For he will command his angels concerning you to guard you in all your ways; Psalm 91:11 (NIV)
Hopelessness ~ How can that be in me at all, I always speak of His Hope to get us through. In fact I read this last night ~ “When we loose hope, in essence it’s because we believe that God’s lovingkindnesses have ceased~that there’s nothing more we can expect from God, that He has reached His limit.” That was written by Kay Arthur. I can not imagine believing that He has reached His limit with me; I have always held so much Joy, Courage and Hope in Christ because of His lovingkindnesses toward me in spite of me. He can not be reaching His limit now, I am sure of that.
So why then these feelings…
Be self-controlled and alert. Your enemy the devil prowls around like a roaring lion looking for someone to devour. 1 Peter 5:8
I don’t freely give the enemy of our souls credit for anything but we do need to be aware of his tactics and as Peter said to be self-controlled and alert. I feel as though todays feelings are an attack of the enemy. You see if he can keep me off this page, keep me from hearing from God in order to write because I am too busy feeling sorry for myself then I can not be there and share with you to bring you the Hope of Christ in your situation. I believe that the Lord called me to write this blog, to be vulnerable in the sharing and by doing so, in obedience to Him, He can be a strength to you through me, just a willing broken vessel.
And so this day I REFUSE to give in to the devil, he knows no new tricks and is playing the same storyline in my head, so I say be gone in Jesus Name! I stand on the promise for all of us that “NO weapon formed against you shall prosper”!! Stand with me as you fight the same old storyline, don’t give in…
I also believe that if there is taunting from the enemy then you are in the right place with God, if not you would not be a threat and therefore would not need to be bothered.
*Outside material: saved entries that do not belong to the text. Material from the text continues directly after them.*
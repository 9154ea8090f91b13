//! Bakery configuration.
//!
//! Decides which implementation type a member gets when its declaration
//! does not name one, which wrapper (if any) goes around default bodies,
//! what `Init` hooks receive as a starting value, and how baked types are
//! named.

use std::fmt;
use std::sync::Arc;

use kiln_ir::{ImplKey, Value, ValueType};
use kiln_types::StandardLibrary;

/// Starting values for non-nullable members.
pub trait DefaultValueProvider: Send + Sync {
    fn default_for(&self, ty: &ValueType) -> Value;
}

/// `""` for strings, the empty list for lists, the zero value otherwise.
#[derive(Clone, Copy, Debug, Default)]
pub struct StandardDefaults;

impl DefaultValueProvider for StandardDefaults {
    fn default_for(&self, ty: &ValueType) -> Value {
        match ty {
            ValueType::Str => Value::str(""),
            ValueType::List(_) => Value::List(Arc::from(Vec::new())),
            other => Value::zero(other),
        }
    }
}

/// Configuration of a [`Bakery`](crate::Bakery).
#[derive(Clone)]
pub struct BakeryConfig {
    property_implementation: Option<ImplKey>,
    event_implementation: Option<ImplKey>,
    property_wrapper: Option<ImplKey>,
    method_wrapper: Option<ImplKey>,
    defaults: Arc<dyn DefaultValueProvider>,
    name_prefix: String,
}

impl BakeryConfig {
    /// No implementations configured: every member must bring its own.
    pub fn new() -> Self {
        BakeryConfig {
            property_implementation: None,
            event_implementation: None,
            property_wrapper: None,
            method_wrapper: None,
            defaults: Arc::new(StandardDefaults),
            name_prefix: "Baked.".to_owned(),
        }
    }

    /// Plain storage for properties and events.
    pub fn basic(std: &StandardLibrary) -> Self {
        Self::new()
            .property_implementation(std.basic_property)
            .event_implementation(std.basic_event)
    }

    /// Properties raise `PropertyChanged` when their value changes.
    pub fn notifying(std: &StandardLibrary) -> Self {
        Self::new()
            .property_implementation(std.notifying_property)
            .event_implementation(std.basic_event)
    }

    /// Like [`basic`](Self::basic), with computed properties cached until
    /// invalidated.
    pub fn caching(std: &StandardLibrary) -> Self {
        Self::basic(std).wrap_properties(std.cached_property)
    }

    /// Implementation for properties without a body.
    #[must_use]
    pub fn property_implementation(mut self, implementation: ImplKey) -> Self {
        self.property_implementation = Some(implementation);
        self
    }

    /// Implementation for events without bodies.
    #[must_use]
    pub fn event_implementation(mut self, implementation: ImplKey) -> Self {
        self.event_implementation = Some(implementation);
        self
    }

    /// Wrapper around properties that have default bodies.
    #[must_use]
    pub fn wrap_properties(mut self, implementation: ImplKey) -> Self {
        self.property_wrapper = Some(implementation);
        self
    }

    /// Wrapper around methods that have default bodies.
    #[must_use]
    pub fn wrap_methods(mut self, implementation: ImplKey) -> Self {
        self.method_wrapper = Some(implementation);
        self
    }

    #[must_use]
    pub fn default_values(mut self, provider: impl DefaultValueProvider + 'static) -> Self {
        self.defaults = Arc::new(provider);
        self
    }

    /// Prefix of baked type names (`Baked.` unless set).
    #[must_use]
    pub fn name_prefix(mut self, prefix: impl Into<String>) -> Self {
        self.name_prefix = prefix.into();
        self
    }

    #[inline]
    pub fn property_impl(&self) -> Option<ImplKey> {
        self.property_implementation
    }

    #[inline]
    pub fn event_impl(&self) -> Option<ImplKey> {
        self.event_implementation
    }

    #[inline]
    pub fn property_wrapper(&self) -> Option<ImplKey> {
        self.property_wrapper
    }

    #[inline]
    pub fn method_wrapper(&self) -> Option<ImplKey> {
        self.method_wrapper
    }

    #[inline]
    pub fn defaults(&self) -> &dyn DefaultValueProvider {
        &*self.defaults
    }

    /// Name of the type baked from `source`.
    pub fn baked_name(&self, source: &str) -> String {
        format!("{}{source}", self.name_prefix)
    }
}

impl Default for BakeryConfig {
    fn default() -> Self {
        Self::new()
    }
}

impl fmt::Debug for BakeryConfig {
    fn fmt(&self, f: &mut fmt::Formatter<'_>) -> fmt::Result {
        f.debug_struct("BakeryConfig")
            .field("property_implementation", &self.property_implementation)
            .field("event_implementation", &self.event_implementation)
            .field("property_wrapper", &self.property_wrapper)
            .field("method_wrapper", &self.method_wrapper)
            .field("name_prefix", &self.name_prefix)
            .finish_non_exhaustive()
    }
}

#[cfg(test)]
mod tests {
    use super::*;
    use kiln_types::TypeRegistry;

    #[test]
    fn standard_defaults() {
        let d = StandardDefaults;
        assert_eq!(d.default_for(&ValueType::Str), Value::str(""));
        assert_eq!(d.default_for(&ValueType::Int), Value::Int(0));
        assert_eq!(d.default_for(&ValueType::Handler), Value::Null);
        assert_eq!(
            d.default_for(&ValueType::List(Box::new(ValueType::Int))).as_list(),
            Some(&[][..])
        );
    }

    #[test]
    fn presets_pick_standard_implementations() {
        let mut registry = TypeRegistry::new();
        let std = StandardLibrary::install(&mut registry).unwrap();

        let caching = BakeryConfig::caching(&std);
        assert_eq!(caching.property_impl(), Some(std.basic_property));
        assert_eq!(caching.property_wrapper(), Some(std.cached_property));
        assert_eq!(caching.method_wrapper(), None);

        let notifying = BakeryConfig::notifying(&std).name_prefix("Gen.");
        assert_eq!(notifying.property_impl(), Some(std.notifying_property));
        assert_eq!(notifying.baked_name("IPerson"), "Gen.IPerson");
    }
}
An evangelist I heard once said that if you don’t wake up in the morning and run smack into the devil then you had better get on your knees.
Standing in obedience to God is tricky business BUT we can hold fast in the knowledge that we ARE protected, loved and needed by God. HHHmmmmm Think about that!!! The creator of the universe protects, loves and needs us, better than that He has CHOSEN us…If we can but think upon these things the saddness, weakness and hopelessness will indeed be replaced with God’s Joy, Courage and Hope.
I pray God’s Peace for you today as you are reading, I also pray that His, Joy, Courage and Hope be abundant in your life.